Being brought up playing sport in Australia we have probably all been told at some point that in order to make it professional you need to be able to ‘run all day’. Or that you must do all your training under fatigue because it will simulate a game scenario. Training at F45 or doing HIIT or boxing classes might be encouraged because the muscles work while also getting some conditioning. Although being able to ‘run all day’ is certainly a good thing I’m going to explain to you why training under fatigue is only hitting one piece of the pie and how well our gym and velocity training at different rest periods actually ties in with sports performance by training all 3 energy systems.

The aerobic energy system contributes to slow and steady long term running capacity in games and improved recovery time between bursts of play. This system relies on the presence of oxygen to produce energy. This is developed with long slow steady cardio. Low intensity/ long duration.

The anaerobic energy system utilises carbohydrates in food broken down as blood glucose to deliver bursts of intense exercise that lasts 15-90 seconds, think laying a tackle or bouts of high intensity running. Example hypertrophy training in the gym or repeat effort running with 30 second rests.

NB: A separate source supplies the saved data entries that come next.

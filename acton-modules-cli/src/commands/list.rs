//! `module:list` command

use acton_modules::{Module, Registry, RegistryResult};
use anyhow::Result;
use console::style;
use serde_json::Value;

use super::INFO;

/// Which modules to show
#[derive(Debug, Clone, Copy, Default, PartialEq, Eq)]
pub enum ListFilter {
    /// Every module
    #[default]
    All,
    /// Enabled modules only
    Enabled,
    /// Disabled modules only
    Disabled,
}

/// Options for `module:list`
#[derive(Debug, Clone, Default)]
pub struct ListOptions {
    /// Enabled/disabled filter
    pub filter: ListFilter,
    /// Property to sort by
    pub sort: Option<String>,
    /// Sort descending
    pub descending: bool,
}

/// Print a table of modules
pub struct ListCommand {
    options: ListOptions,
}

impl ListCommand {
    /// Create a new command instance
    #[must_use]
    pub const fn new(options: ListOptions) -> Self {
        Self { options }
    }

    /// Modules matching the options, in display order
    ///
    /// # Errors
    ///
    /// Returns a storage error if the repository cannot be read.
    pub fn select(&self, registry: &Registry) -> RegistryResult<Vec<Module>> {
        let modules = match (&self.options.sort, self.options.descending) {
            (Some(key), false) => registry.sort_by(key)?,
            (Some(key), true) => registry.sort_by_desc(key)?,
            (None, _) => registry.all()?,
        };

        Ok(modules
            .into_iter()
            .filter(|m| match self.options.filter {
                ListFilter::All => true,
                ListFilter::Enabled => m.is_enabled(),
                ListFilter::Disabled => !m.is_enabled(),
            })
            .collect())
    }

    /// Execute the command
    ///
    /// # Errors
    ///
    /// Returns a storage error if the repository cannot be read.
    pub fn execute(&self, registry: &Registry) -> Result<()> {
        let modules = self.select(registry)?;

        if modules.is_empty() {
            println!("{} {}", INFO, style("No modules found.").dim());
            return Ok(());
        }

        println!("{:<20} {:<24} {:<8} {:<10}", "Slug", "Name", "Order", "Status");
        println!("{}", "─".repeat(64));
        for module in &modules {
            let order = module.property("order").map_or_else(String::new, display_value);
            let status = if module.is_enabled() {
                style("Enabled").green()
            } else {
                style("Disabled").red()
            };
            println!(
                "{:<20} {:<24} {:<8} {:<10}",
                module.slug().as_str(),
                module.name(),
                order,
                status
            );
        }
        println!();
        println!("{} {} module(s)", INFO, modules.len());
        Ok(())
    }
}

fn display_value(value: &Value) -> String {
    match value {
        Value::String(s) => s.clone(),
        other => other.to_string(),
    }
}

The ATC-PC (Adenosine triphosphate – phosphocreatine) energy system is responsible for the most rapid production of energy. This is utilised when we need to apply a large amount of force very quickly and doesn’t last more than a few seconds eg jumping above the pack to take a mark. It is also the first energy system utilised during the first few seconds of exercise regardless of intensity. Eg Performing a 3RM squat with pauses between reps and 3 minute rest period, or maybe a 30m sprint with a 3 minute rest period. This can be summarised as high intensity, Low duration. This is the energy system that gets neglected the most when we do everything under fatigue yet will account for 40% utilisation of energy system demand in a game of soccer or Aussie rules football (Even greater demand in basketball and netball). Players like Dustin Martin and Patrick Dangerfield have a very developed ATC-PC energy system in that they can recruit huge amounts of force in a short amount of time – and they didn’t get there by doing mountain climbers or bicycle crunches over and over again.

Of course, these energy systems will all need to tie in and work together for each to function optimally. Lets say for a football athlete You suddenly need to increase your pace to get to a contest on the wing (ATC-PC/Anaerobic energy system) you then get there and fight for the footy at ground level before the ball spills over the boundary, you have a short rest to recover while the ball is thrown back in (aerobic energy system). Then the ball is thrown in and ball falls in your lap at the ruck contest, before you have time to think someone tries to tackle you and you aggressively fend them off with one sudden swift and strong high intensity push (ATC-PC energy system), You hand ball it off to a team mate, he kicks it up the wing and now you take off on a slow steady jog to get in position for the next contest (aerobic)

Do you see where I’m going with this?